→ EXERCISE OBJECTIVE
Return the whole of the data exactly.

*** RECORDS PROVIDED ***

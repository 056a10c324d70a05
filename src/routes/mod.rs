//! HTTP + WebSocket surface.
//!
//! | Method   | Path                          | Handler                     |
//! |----------|-------------------------------|-----------------------------|
//! | GET      | `/api/health`                 | [`market::health`]          |
//! | GET      | `/api/market/instruments`     | [`market::list_instruments`]|
//! | GET      | `/api/market/instruments/:id` | [`market::get_instrument`]  |
//! | GET      | `/api/market/alerts`          | [`market::get_alerts`]      |
//! | POST     | `/api/market/connect`         | [`market::connect`]         |
//! | POST     | `/api/market/disconnect`      | [`market::disconnect`]      |
//! | POST     | `/api/market/mode`            | [`market::set_mode`]        |
//! | GET      | `/api/portfolio`              | [`trade::get_portfolio`]    |
//! | POST     | `/api/trade`                  | [`trade::execute_trade`]    |
//! | GET      | `/api/trade/history`          | [`trade::get_history`]      |
//! | POST     | `/api/mentor/command`         | [`mentor::mentor_command`]  |
//! | POST     | `/api/mentor/commentary`      | [`mentor::commentary`]      |
//! | POST/GET | `/api/mentor/lesson`          | [`mentor::start_lesson`] / [`mentor::current_lesson`] |
//! | POST     | `/api/mentor/lesson/next`     | [`mentor::next_lesson_step`]|
//! | GET (WS) | `/ws/monitor`                 | [`monitor::ws_monitor`]     |

pub mod market;
pub mod mentor;
pub mod monitor;
pub mod trade;

use axum::{
    routing::{get, post},
    Router,
};

use crate::state::SharedState;

pub fn build_router(state: SharedState) -> Router {
    Router::new()
        // ── Market Feed ───────────────────────────────────────────────────────
        .route("/api/health",                 get(market::health))
        .route("/api/market/instruments",     get(market::list_instruments))
        .route("/api/market/instruments/:id", get(market::get_instrument))
        .route("/api/market/alerts",          get(market::get_alerts))
        .route("/api/market/connect",         post(market::connect))
        .route("/api/market/disconnect",      post(market::disconnect))
        .route("/api/market/mode",            post(market::set_mode))
        // ── Ledger ────────────────────────────────────────────────────────────
        .route("/api/portfolio",              get(trade::get_portfolio))
        .route("/api/trade",                  post(trade::execute_trade))
        .route("/api/trade/history",          get(trade::get_history))
        // ── Mentor ────────────────────────────────────────────────────────────
        .route("/api/mentor/command",         post(mentor::mentor_command))
        .route("/api/mentor/commentary",      post(mentor::commentary))
        .route("/api/mentor/lesson",          post(mentor::start_lesson).get(mentor::current_lesson))
        .route("/api/mentor/lesson/next",     post(mentor::next_lesson_step))
        // ── Monitor Loop ──────────────────────────────────────────────────────
        .route("/ws/monitor",                 get(monitor::ws_monitor))
        .with_state(state)
}
impl FeedCore {
    fn new(mut config: FeedConfig) -> Self {
        config.alert_prob_synthetic = config.alert_prob_synthetic.clamp(0.0, 1.0);
        config.alert_prob_live      = config.alert_prob_live.clamp(0.0, 1.0);

        let rng: Box<dyn RngCore + Send> = match config.seed {
            Some(seed) => Box::new(ChaCha8Rng::seed_from_u64(seed)),
            None       => Box::new(ChaCha8Rng::from_entropy()),
        };

        Self {
            mode:        config.mode,
            instruments: catalog::build_instruments(config.history_capacity, config.mode),
            alerts:      AlertLog::new(config.alert_capacity),
            rng,
            active:      false,
            generation:  0,
            live:        Vec::new(),
            synthetic:   Vec::new(),
            config,
        }
    }

    fn is_current(&self, generation: u64) -> bool {
        self.active && self.generation == generation
    }

    /// Random-walk every synthetic instrument from the same prior state, then
    /// merge the results.
    fn synthetic_tick(&mut self) -> Vec<InstrumentUpdate> {
        let FeedCore { config, mode, instruments, rng, synthetic, .. } = self;

        let mut updates: Vec<InstrumentUpdate> = synthetic
            .iter()
            .filter_map(|id| {
                let instrument = instruments.iter().find(|i| i.id() == id)?;
                if !instrument.is_priced() {
                    return None;
                }
                let entry = catalog::lookup(id)?;
                Some(generator::synthetic_update(
                    id,
                    instrument.price,
                    entry.seed(*mode),
                    entry.volatility,
                    config.price_floor_ratio,
                    rng.as_mut(),
                ))
            })
            .collect();

        for update in &mut updates {
            if let Some(instrument) = instruments.iter_mut().find(|i| i.id() == update.id) {
                *instrument = instrument.merged(update);
                update.history = Some(instrument.history.to_vec());
            }
        }
        updates
    }

    fn live_frame(&mut self, text: &str) -> Option<InstrumentUpdate> {
        let Some(mut update) = generator::parse_ticker(text) else {
            debug!(frame = %truncate(text), "🗑️ [FEED] Dropped malformed live frame");
            return None;
        };
        let Some(instrument) = self.instruments.iter_mut().find(|i| i.id() == update.id) else {
            debug!(symbol = %update.id, "🗑️ [FEED] Dropped frame for unknown instrument");
            return None;
        };

        *instrument = instrument.merged(&update);
        update.history = Some(instrument.history.to_vec());
        Some(update)
    }

    /// One coin flip per tick. On success picks an instrument of this tick, a
    /// side and a notional.
    fn draw_alert(&mut self, updates: &[InstrumentUpdate], source: Source) -> Option<Alert> {
        let (probability, notional) = match source {
            Source::Synthetic => (self.config.alert_prob_synthetic, SYNTHETIC_ALERT_NOTIONAL),
            Source::Live      => (self.config.alert_prob_live, LIVE_ALERT_NOTIONAL),
        };
        if updates.is_empty() || !self.rng.gen_bool(probability) {
            return None;
        }

        let picked = &updates[self.rng.gen_range(0..updates.len())];
        let side   = if self.rng.gen_bool(0.5) { AlertSide::Buy } else { AlertSide::Sell };
        let size   = self.rng.gen_range(notional).round();

        let alert = Alert {
            id:        Uuid::new_v4(),
            symbol:    picked.id.clone(),
            side,
            size,
            timestamp: Utc::now(),
        };
        info!(symbol = %alert.symbol, side = ?alert.side, size = alert.size, "🐋 [FEED] Large trade alert");
        self.alerts.push(alert.clone());
        Some(alert)
    }

    fn status(&self) -> FeedStatus {
        FeedStatus {
            mode:       self.mode,
            active:     self.active,
            live:       self.live.clone(),
            synthetic:  self.synthetic.clone(),
            generation: self.generation,
        }
    }
}

fn truncate(text: &str) -> &str {
    match text.char_indices().nth(120) {
        Some((idx, _)) => &text[..idx],
        None => text,
    }
}

// ─── Shared (what the spawned tasks hold) ─────────────────────────────────────

struct Shared {
    core: Mutex<FeedCore>,
    sink: Arc<dyn FeedSink>,
}

impl Shared {
    /// `false` once the session that spawned the caller is gone.
    async fn synthetic_tick(&self, generation: u64) -> bool {
        let mut core = self.core.lock().await;
        if !core.is_current(generation) {
            return false;
        }

        let updates = core.synthetic_tick();
        if !updates.is_empty() {
            self.sink.on_update(&updates);
        }
        if let Some(alert) = core.draw_alert(&updates, Source::Synthetic) {
            self.sink.on_alert(&alert);
        }
        true
    }

    async fn live_frame(&self, generation: u64, text: &str) -> FrameOutcome {
        let mut core = self.core.lock().await;
        if !core.is_current(generation) {
            return FrameOutcome::Stale;
        }

        let Some(update) = core.live_frame(text) else {
            return FrameOutcome::Dropped;
        };
        let updates = std::slice::from_ref(&update);
        self.sink.on_update(updates);
        if let Some(alert) = core.draw_alert(updates, Source::Live) {
            self.sink.on_alert(&alert);
        }
        FrameOutcome::Applied
    }

    async fn live_leg_lost(&self, generation: u64) {
        let mut core = self.core.lock().await;
        if core.generation == generation {
            core.live.clear();
        }
    }
}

*** End of RECORDS PROVIDED ***

→ FINAL ANSWER
repository 056a10c324d70a05
filename src/routes/mod.rs
//! HTTP + WebSocket surface.
//!
//! | Method   | Path                          | Handler                     |
//! |----------|-------------------------------|-----------------------------|
//! | GET      | `/api/health`                 | [`market::health`]          |
//! | GET      | `/api/market/instruments`     | [`market::list_instruments`]|
//! | GET      | `/api/market/instruments/:id` | [`market::get_instrument`]  |
//! | GET      | `/api/market/alerts`          | [`market::get_alerts`]      |
//! | POST     | `/api/market/connect`         | [`market::connect`]         |
//! | POST     | `/api/market/disconnect`      | [`market::disconnect`]      |
//! | POST     | `/api/market/mode`            | [`market::set_mode`]        |
//! | GET      | `/api/portfolio`              | [`trade::get_portfolio`]    |
//! | POST     | `/api/trade`                  | [`trade::execute_trade`]    |
//! | GET      | `/api/trade/history`          | [`trade::get_history`]      |
//! | POST     | `/api/mentor/command`         | [`mentor::mentor_command`]  |
//! | POST     | `/api/mentor/commentary`      | [`mentor::commentary`]      |
//! | POST/GET | `/api/mentor/lesson`          | [`mentor::start_lesson`] / [`mentor::current_lesson`] |
//! | POST     | `/api/mentor/lesson/next`     | [`mentor::next_lesson_step`]|
//! | GET (WS) | `/ws/monitor`                 | [`monitor::ws_monitor`]     |

pub mod market;
pub mod mentor;
pub mod monitor;
pub mod trade;

use axum::{
    routing::{get, post},
    Router,
};

use crate::state::SharedState;

pub fn build_router(state: SharedState) -> Router {
    Router::new()
        // ── Market Feed ───────────────────────────────────────────────────────
        .route("/api/health",                 get(market::health))
        .route("/api/market/instruments",     get(market::list_instruments))
        .route("/api/market/instruments/:id", get(market::get_instrument))
        .route("/api/market/alerts",          get(market::get_alerts))
        .route("/api/market/connect",         post(market::connect))
        .route("/api/market/disconnect",      post(market::disconnect))
        .route("/api/market/mode",            post(market::set_mode))
        // ── Ledger ────────────────────────────────────────────────────────────
        .route("/api/portfolio",              get(trade::get_portfolio))
        .route("/api/trade",                  post(trade::execute_trade))
        .route("/api/trade/history",          get(trade::get_history))
        // ── Mentor ────────────────────────────────────────────────────────────
        .route("/api/mentor/command",         post(mentor::mentor_command))
        .route("/api/mentor/commentary",      post(mentor::commentary))
        .route("/api/mentor/lesson",          post(mentor::start_lesson).get(mentor::current_lesson))
        .route("/api/mentor/lesson/next",     post(mentor::next_lesson_step))
        // ── Monitor Loop ──────────────────────────────────────────────────────
        .route("/ws/monitor",                 get(monitor::ws_monitor))
        .with_state(state)
}
impl FeedCore {
    fn new(mut config: FeedConfig) -> Self {
        config.alert_prob_synthetic = config.alert_prob_synthetic.clamp(0.0, 1.0);
        config.alert_prob_live      = config.alert_prob_live.clamp(0.0, 1.0);

        let rng: Box<dyn RngCore + Send> = match config.seed {
            Some(seed) => Box::new(ChaCha8Rng::seed_from_u64(seed)),
            None       => Box::new(ChaCha8Rng::from_entropy()),
        };

        Self {
            mode:        config.mode,
            instruments: catalog::build_instruments(config.history_capacity, config.mode),
            alerts:      AlertLog::new(config.alert_capacity),
            rng,
            active:      false,
            generation:  0,
            live:        Vec::new(),
            synthetic:   Vec::new(),
            config,
        }
    }

    fn is_current(&self, generation: u64) -> bool {
        self.active && self.generation == generation
    }

    /// Random-walk every synthetic instrument from the same prior state, then
    /// merge the results.
    fn synthetic_tick(&mut self) -> Vec<InstrumentUpdate> {
        let FeedCore { config, mode, instruments, rng, synthetic, .. } = self;

        let mut updates: Vec<InstrumentUpdate> = synthetic
            .iter()
            .filter_map(|id| {
                let instrument = instruments.iter().find(|i| i.id() == id)?;
                if !instrument.is_priced() {
                    return None;
                }
                let entry = catalog::lookup(id)?;
                Some(generator::synthetic_update(
                    id,
                    instrument.price,
                    entry.seed(*mode),
                    entry.volatility,
                    config.price_floor_ratio,
                    rng.as_mut(),
                ))
            })
            .collect();

        for update in &mut updates {
            if let Some(instrument) = instruments.iter_mut().find(|i| i.id() == update.id) {
                *instrument = instrument.merged(update);
                update.history = Some(instrument.history.to_vec());
            }
        }
        updates
    }

    fn live_frame(&mut self, text: &str) -> Option<InstrumentUpdate> {
        let Some(mut update) = generator::parse_ticker(text) else {
            debug!(frame = %truncate(text), "🗑️ [FEED] Dropped malformed live frame");
            return None;
        };
        let Some(instrument) = self.instruments.iter_mut().find(|i| i.id() == update.id) else {
            debug!(symbol = %update.id, "🗑️ [FEED] Dropped frame for unknown instrument");
            return None;
        };

        *instrument = instrument.merged(&update);
        update.history = Some(instrument.history.to_vec());
        Some(update)
    }

    /// One coin flip per tick. On success picks an instrument of this tick, a
    /// side and a notional.
    fn draw_alert(&mut self, updates: &[InstrumentUpdate], source: Source) -> Option<Alert> {
        let (probability, notional) = match source {
            Source::Synthetic => (self.config.alert_prob_synthetic, SYNTHETIC_ALERT_NOTIONAL),
            Source::Live      => (self.config.alert_prob_live, LIVE_ALERT_NOTIONAL),
        };
        if updates.is_empty() || !self.rng.gen_bool(probability) {
            return None;
        }

        let picked = &updates[self.rng.gen_range(0..updates.len())];
        let side   = if self.rng.gen_bool(0.5) { AlertSide::Buy } else { AlertSide::Sell };
        let size   = self.rng.gen_range(notional).round();

        let alert = Alert {
            id:        Uuid::new_v4(),
            symbol:    picked.id.clone(),
            side,
            size,
            timestamp: Utc::now(),
        };
        info!(symbol = %alert.symbol, side = ?alert.side, size = alert.size, "🐋 [FEED] Large trade alert");
        self.alerts.push(alert.clone());
        Some(alert)
    }

    fn status(&self) -> FeedStatus {
        FeedStatus {
            mode:       self.mode,
            active:     self.active,
            live:       self.live.clone(),
            synthetic:  self.synthetic.clone(),
            generation: self.generation,
        }
    }
}

fn truncate(text: &str) -> &str {
    match text.char_indices().nth(120) {
        Some((idx, _)) => &text[..idx],
        None => text,
    }
}

// ─── Shared (what the spawned tasks hold) ─────────────────────────────────────

struct Shared {
    core: Mutex<FeedCore>,
    sink: Arc<dyn FeedSink>,
}

impl Shared {
    /// `false` once the session that spawned the caller is gone.
    async fn synthetic_tick(&self, generation: u64) -> bool {
        let mut core = self.core.lock().await;
        if !core.is_current(generation) {
            return false;
        }

        let updates = core.synthetic_tick();
        if !updates.is_empty() {
            self.sink.on_update(&updates);
        }
        if let Some(alert) = core.draw_alert(&updates, Source::Synthetic) {
            self.sink.on_alert(&alert);
        }
        true
    }

    async fn live_frame(&self, generation: u64, text: &str) -> FrameOutcome {
        let mut core = self.core.lock().await;
        if !core.is_current(generation) {
            return FrameOutcome::Stale;
        }

        let Some(update) = core.live_frame(text) else {
            return FrameOutcome::Dropped;
        };
        let updates = std::slice::from_ref(&update);
        self.sink.on_update(updates);
        if let Some(alert) = core.draw_alert(updates, Source::Live) {
            self.sink.on_alert(&alert);
        }
        FrameOutcome::Applied
    }

    async fn live_leg_lost(&self, generation: u64) {
        let mut core = self.core.lock().await;
        if core.generation == generation {
            core.live.clear();
        }
    }
}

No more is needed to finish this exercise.